I want to add in some 1150/1110/1060 BWBs into each of the trades below to raise that T+0 line in the middle (the dip) and add theta to the trade. I’ll do this if we move up in towards the fed. It’ll add negative deltas so I’ll offset it with some call calendars or BWBs. Get that thing beefed up so that in 2 weeks anything between 1020 and 1170 will be profitable.

Here’s the June trades

June Rhino M3 (P)
# of Units: 30
Planned Capital: 750,000
Current P/L : -11,706
Yesterdays P/L: -16,425
Current P/L(%): -1.56%

Screen Shot 2016-04-25 at 4.52.53 PM

June Rhino M3 (D)
# of Units: 16
Planned Capital: 400,000
Current P/L: -6,762
Yesterdays P/L: -9,643
Current P/L(%): -1.69%

Screen Shot 2016-04-25 at 4.51.52 PM

June Rhino M3 (M)
# of Units: 25
Planned Capital: 625,000
Current P/L: -12,139
Yesterday’s P/L: -16,206
Current P/L(%): -1.9%

Screen Shot 2016-04-25 at 4.51.28 PM

June Rhino M3 Trade Update

Been a while.
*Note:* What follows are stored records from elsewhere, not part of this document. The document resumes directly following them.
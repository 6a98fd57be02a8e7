//! Core entities: `Submission`, `EnrichmentSession`, `SourceAttribution`,
//! `Report`, and the circuit breaker's persisted state shape.
//!
//! These are plain, serde-friendly structs — the workflow-level provenance
//! (which source said what, at what confidence) lives one layer down in
//! [`vantage::observation::FieldObservation`]; these types are the
//! longer-lived, persisted view built from that ledger.

use std::collections::BTreeMap;

use chrono::{DateTime, Utc};
use serde::{Deserialize, Serialize};
use serde_json::Value;
use uuid::Uuid;

use crate::errors::DomainError;

/// System-owned lifecycle of a submission, advanced only by the pipeline.
#[derive(Clone, Copy, Debug, PartialEq, Eq, Serialize, Deserialize)]
#[serde(rename_all = "snake_case")]
pub enum ProcessingState {
    Queued,
    DataGathering,
    AiAnalyzing,
    Finalizing,
    Completed,
    Failed,
}

/// Human-owned review lifecycle, independent of `ProcessingState`.
#[derive(Clone, Copy, Debug, PartialEq, Eq, Serialize, Deserialize)]
#[serde(rename_all = "snake_case")]
pub enum UserStatus {
    Submitted,
    Analyzing,
    Ready,
    Reviewed,
    SentToClient,
    Archived,
}

impl Default for UserStatus {
    fn default() -> Self {
        Self::Submitted
    }
}

/// A lead's stated industry. Kept open-ended via `Other` since the intake
/// form is free text in practice; canonicalization happens downstream in
/// the analysis pipeline, not here.
#[derive(Clone, Debug, PartialEq, Eq, Serialize, Deserialize)]
#[serde(rename_all = "snake_case")]
pub enum Industry {
    Technology,
    Retail,
    Healthcare,
    Finance,
    Manufacturing,
    Hospitality,
    Education,
    RealEstate,
    Other(String),
}

/// User-supplied lead, as posted to `/api/submit`.
#[derive(Clone, Debug, Serialize, Deserialize)]
pub struct Submission {
    pub id: i64,
    pub contact_name: String,
    pub contact_email: String,
    pub company_name: String,
    /// Normalized website URL — see [`crate::normalize::normalize_domain`].
    pub website: String,
    pub industry: Industry,
    pub challenge: String,
    pub enrichment_session_id: Option<Uuid>,
    pub processing_state: ProcessingState,
    pub user_status: UserStatus,
    pub error_message: Option<String>,
    pub report: Option<Report>,
    pub created_at: DateTime<Utc>,
    pub updated_at: DateTime<Utc>,
}

/// Maximum length of the free-text challenge statement.
pub const CHALLENGE_MAX_LEN: usize = 2000;

impl Submission {
    /// Builds a fresh submission in the `queued`/`submitted` state.
    ///
    /// # Errors
    ///
    /// Returns [`DomainError::ChallengeTooLong`] if `challenge` exceeds
    /// [`CHALLENGE_MAX_LEN`] characters.
    pub fn new(
        id: i64,
        contact_name: impl Into<String>,
        contact_email: impl Into<String>,
        company_name: impl Into<String>,
        website: impl Into<String>,
        industry: Industry,
        challenge: impl Into<String>,
        enrichment_session_id: Option<Uuid>,
    ) -> Result<Self, DomainError> {
        let challenge = challenge.into();
        if challenge.chars().count() > CHALLENGE_MAX_LEN {
            return Err(DomainError::ChallengeTooLong {
                len: challenge.chars().count(),
                max: CHALLENGE_MAX_LEN,
            });
        }
        let now = Utc::now();
        Ok(Self {
            id,
            contact_name: contact_name.into(),
            contact_email: contact_email.into(),
            company_name: company_name.into(),
            website: website.into(),
            industry,
            challenge,
            enrichment_session_id,
            processing_state: ProcessingState::Queued,
            user_status: UserStatus::default(),
            error_message: None,
            report: None,
            created_at: now,
            updated_at: now,
        })
    }

    /// Transitions to `failed`, attaching the reason. Enforces the
    /// `processing_state=failed ⇒ non-empty error_message` invariant.
    pub fn mark_failed(&mut self, reason: impl Into<String>) {
        self.processing_state = ProcessingState::Failed;
        self.error_message = Some(reason.into());
        self.updated_at = Utc::now();
    }

    /// Transitions to `completed`, attaching the finished report. Enforces
    /// the `processing_state=completed ⇒ non-empty report` invariant.
    pub fn mark_completed(&mut self, report: Report) {
        self.processing_state = ProcessingState::Completed;
        self.report = Some(report);
        self.updated_at = Utc::now();
    }
}

/// Provenance of one canonical field within an [`EnrichmentSession`].
#[derive(Clone, Debug, PartialEq, Serialize, Deserialize)]
pub struct SourceAttribution {
    pub source: String,
    pub layer: u8,
    pub raw_value: Value,
    pub normalized_value: Value,
    pub cost_usd: f64,
    pub extracted_at: DateTime<Utc>,
    pub success: bool,
}

/// One pass through the enrichment engine for a `(domain, requester_email)`
/// pair. Built by folding [`vantage::observation::FieldObservation`]s at
/// each layer boundary; see [`crate::orchestrator`].
#[derive(Clone, Debug, Serialize, Deserialize)]
pub struct EnrichmentSession {
    pub session_id: Uuid,
    pub cache_key: String,
    pub website_url: String,
    pub requester_email: String,
    pub fields: BTreeMap<String, Value>,
    pub attribution: BTreeMap<String, SourceAttribution>,
    pub confidence: BTreeMap<String, u8>,
    pub total_cost_usd: f64,
    pub status: SessionStatus,
    pub started_at: DateTime<Utc>,
    pub completed_at: Option<DateTime<Utc>>,
    pub expires_at: DateTime<Utc>,
}

#[derive(Clone, Copy, Debug, PartialEq, Eq, Serialize, Deserialize)]
#[serde(rename_all = "snake_case")]
pub enum SessionStatus {
    InProgress,
    Complete,
    Aborted,
}

/// Default enrichment-session TTL: 30 days.
pub const ENRICHMENT_TTL_DAYS: i64 = 30;

impl EnrichmentSession {
    #[must_use]
    pub fn new(cache_key: impl Into<String>, website_url: impl Into<String>, requester_email: impl Into<String>) -> Self {
        let now = Utc::now();
        Self {
            session_id: Uuid::new_v4(),
            cache_key: cache_key.into(),
            website_url: website_url.into(),
            requester_email: requester_email.into(),
            fields: BTreeMap::new(),
            attribution: BTreeMap::new(),
            confidence: BTreeMap::new(),
            total_cost_usd: 0.0,
            status: SessionStatus::InProgress,
            started_at: now,
            completed_at: None,
            expires_at: now + chrono::Duration::days(ENRICHMENT_TTL_DAYS),
        }
    }

    #[must_use]
    pub fn is_expired(&self) -> bool {
        Utc::now() > self.expires_at
    }

    /// Invariant check: every field has exactly one attribution entry
    /// under the same key.
    #[must_use]
    pub fn attribution_is_consistent(&self) -> bool {
        self.fields.keys().all(|k| self.attribution.contains_key(k))
            && self.attribution.keys().all(|k| self.fields.contains_key(k))
    }
}

/// The six analysis-pipeline stage identifiers, in execution order.
#[derive(Clone, Copy, Debug, PartialEq, Eq, PartialOrd, Ord, Serialize, Deserialize)]
#[repr(u8)]
pub enum StageId {
    Extraction = 1,
    GapAnalysis = 2,
    Strategy = 3,
    CompetitiveMatrix = 4,
    RiskAndPriority = 5,
    Polish = 6,
}

impl StageId {
    pub const ALL: [StageId; 6] = [
        StageId::Extraction,
        StageId::GapAnalysis,
        StageId::Strategy,
        StageId::CompetitiveMatrix,
        StageId::RiskAndPriority,
        StageId::Polish,
    ];

    #[must_use]
    pub fn as_u8(self) -> u8 {
        self as u8
    }

    #[must_use]
    pub fn name(self) -> &'static str {
        match self {
            StageId::Extraction => "extraction",
            StageId::GapAnalysis => "gap_analysis",
            StageId::Strategy => "strategy",
            StageId::CompetitiveMatrix => "competitive_matrix",
            StageId::RiskAndPriority => "risk_and_priority",
            StageId::Polish => "polish",
        }
    }
}

/// Result of running one analysis-pipeline stage.
#[derive(Clone, Debug, Serialize, Deserialize)]
pub struct AnalysisStageResult {
    pub stage: StageId,
    pub output: Value,
    /// SHA-256 over the canonical JSON of the stage's inputs; the stage
    /// cache key is derived from this plus the stage id.
    pub input_fingerprint: String,
    pub model: String,
    pub tokens_in: u32,
    pub tokens_out: u32,
    pub cost_usd: f64,
    pub duration_ms: u64,
    pub cached: bool,
}

/// Ordered composition of stage outputs, keyed by stable section paths.
#[derive(Clone, Debug, Serialize, Deserialize)]
pub struct Report {
    pub stages: Vec<AnalysisStageResult>,
    pub sections: Value,
    pub total_cost_usd: f64,
    pub data_quality_tier: DataQualityTier,
    pub generated_at: DateTime<Utc>,
}

impl Report {
    /// Invariant check: all six stages present, in order.
    #[must_use]
    pub fn has_all_stages_in_order(&self) -> bool {
        self.stages.len() == StageId::ALL.len()
            && self
                .stages
                .iter()
                .zip(StageId::ALL.iter())
                .all(|(s, expected)| s.stage == *expected)
    }
}

/// Enrichment-completeness tier, computed before stage 3.
#[derive(Clone, Copy, Debug, PartialEq, Eq, PartialOrd, Ord, Serialize, Deserialize)]
#[serde(rename_all = "snake_case")]
pub enum DataQualityTier {
    Minimal,
    Partial,
    Good,
    Full,
    Legendary,
}

impl DataQualityTier {
    /// Whether stage 3 must emit `status=dados_insuficientes` for sections
    /// whose required inputs are absent, rather than invent numbers.
    #[must_use]
    pub fn requires_insufficient_data_guard(self) -> bool {
        matches!(self, Self::Minimal | Self::Partial)
    }

    /// Computed from the count of canonical fields with non-null values
    /// and their average confidence — a simple, auditable completeness
    /// score rather than a model-driven judgment call.
    #[must_use]
    pub fn from_session(session: &EnrichmentSession) -> Self {
        let populated = session.fields.values().filter(|v| !v.is_null()).count();
        let avg_confidence = if session.confidence.is_empty() {
            0
        } else {
            session.confidence.values().map(|&c| c as u32).sum::<u32>() / session.confidence.len() as u32
        };
        match (populated, avg_confidence) {
            (0, _) => Self::Minimal,
            (1..=3, _) => Self::Partial,
            (4..=6, c) if c < 70 => Self::Partial,
            (4..=6, _) => Self::Good,
            (7..=9, _) => Self::Full,
            _ => Self::Legendary,
        }
    }
}

/// A single entry in the user-edit ledger, recorded whenever
/// a submitted form value overrides a cached enrichment value.
#[derive(Clone, Debug, Serialize, Deserialize)]
pub struct UserFieldEdit {
    pub session_id: Uuid,
    pub field_name: String,
    pub source_value: Value,
    pub user_value: Value,
    pub created_at: DateTime<Utc>,
}

#[cfg(test)]
mod tests {
    use super::*;
    use serde_json::json;

    #[test]
    fn challenge_over_limit_rejected() {
        let long = "x".repeat(CHALLENGE_MAX_LEN + 1);
        let err = Submission::new(1, "a", "a@b.com", "Acme", "acme.com", Industry::Other("x".into()), long, None)
            .unwrap_err();
        assert!(matches!(err, DomainError::ChallengeTooLong { .. }));
    }

    #[test]
    fn mark_failed_sets_error_message() {
        let mut s = Submission::new(1, "a", "a@b.com", "Acme", "acme.com", Industry::Technology, "help", None).unwrap();
        s.mark_failed("stage 3 exhausted retries");
        assert_eq!(s.processing_state, ProcessingState::Failed);
        assert!(s.error_message.is_some());
    }

    #[test]
    fn attribution_consistency_detects_missing_entry() {
        let mut session = EnrichmentSession::new("key", "acme.com", "a@b.com");
        session.fields.insert("name".into(), json!("Acme"));
        assert!(!session.attribution_is_consistent());
        session.attribution.insert(
            "name".into(),
            SourceAttribution {
                source: "metadata".into(),
                layer: 1,
                raw_value: json!("Acme"),
                normalized_value: json!("Acme"),
                cost_usd: 0.0,
                extracted_at: Utc::now(),
                success: true,
            },
        );
        assert!(session.attribution_is_consistent());
    }

    #[test]
    fn data_quality_tier_minimal_requires_guard() {
        let session = EnrichmentSession::new("k", "acme.com", "a@b.com");
        let tier = DataQualityTier::from_session(&session);
        assert_eq!(tier, DataQualityTier::Minimal);
        assert!(tier.requires_insufficient_data_guard());
    }
}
I’ve been traveling and when I get back its insane catch-up mode and I always tend to leave this blog behind,regretfully. I just got back from a 3 week trip which included a week in Barcelona, 2 weeks cruise in the Canaries and Madiera as well as a quick stop over in London and Toronto.

The trades for June are underwater as the relentless 22% rise in RUT is exactly an environment which does not allow a Rhino to profit much. Been a frustrating year but no mistakes were made and the trades are behaving exactly as they should, they just aren’t profiting. That’s expected. If you look at the SPX chart (RUT is even more pronounced!). It’s an environment which in backtesting or in live, will not make money and should be slightly negative. That’s where we are. In June (as you can see below) any 2-3% pullback will bring us well positive. Just a patient waiting game. The year will end well, I am confident in that as I don’t think we’ll have another 20% run up, and anything else is great 🙂

I was hoping the unsuccessful DOHA and the Saudi threat of selling treasuries would bring the market down more than 1% this AM but it doesn’t look like that will happen. Today, I am looking to add some call BWBs to my June trades to reduce negative deltas and add theta and a tent to the right side of the trade.

IMG_1282
This chart says it all, this is just not an environment (since Aug) that would be a good one for market neutral trades. It’s, in fact, probably one of the worst. Patience is key. I am trying to exercise it.

Rhino M3 Trade (M)

Screen Shot 2016-04-18 at 8.15.47 AM

I’ll be looking to add 20x 1100/1150/1180 call BWBs to this trade to reduce negative deltas

Rhino M3 Trade (D)
Screen Shot 2016-04-18 at 8.15.37 AM

I’ll be looking to add 10x 1100/1150/1180 call BWBs to this trade to reduce negative deltas

Rhino M3 Trade (P)

Screen Shot 2016-04-18 at 8.22.08 AM

looking to add 20x 1100/1150/1180 call BWBs to this trade to reduce negative deltas

Mar 10 – April Rhino Trade Update

The RUT has resumed its downside move and is @ around 1061. This is positive for our trades, it gives us a ton of upside breathing room while maintaining good theta and even a large correction would still be profitable. Lots of room on each side, though we are in the sea of death on one of the accounts. The sea of death is that little dip area between my original Rhinos and the call hedges. In this area the T+0 line will start to sag as time goes on. Ideally we have another 2-3% down move to get us in the tent. I am going to look at how I can correct this a bit. On my bigger account, the goal is to break even and we’ll do this if RUT stays in a decent range and we’ll profit significantly if it falls another 3%. On my other two accounts I should be able to profit decently unless RUT breaks 1105 and continues upwards. All in all, we’re now likely to have a modest month overall with no loss despite the 16% up move after we put the trades on around 950-960. I guess I shouldn’t jinks myself but I am happy if we get out of this at $0. That was a rough start to the year. A 20% correction followed by a 16% up move while in both expirations. Challenging and probably what I’d call a “Trader maker” if you can survive it.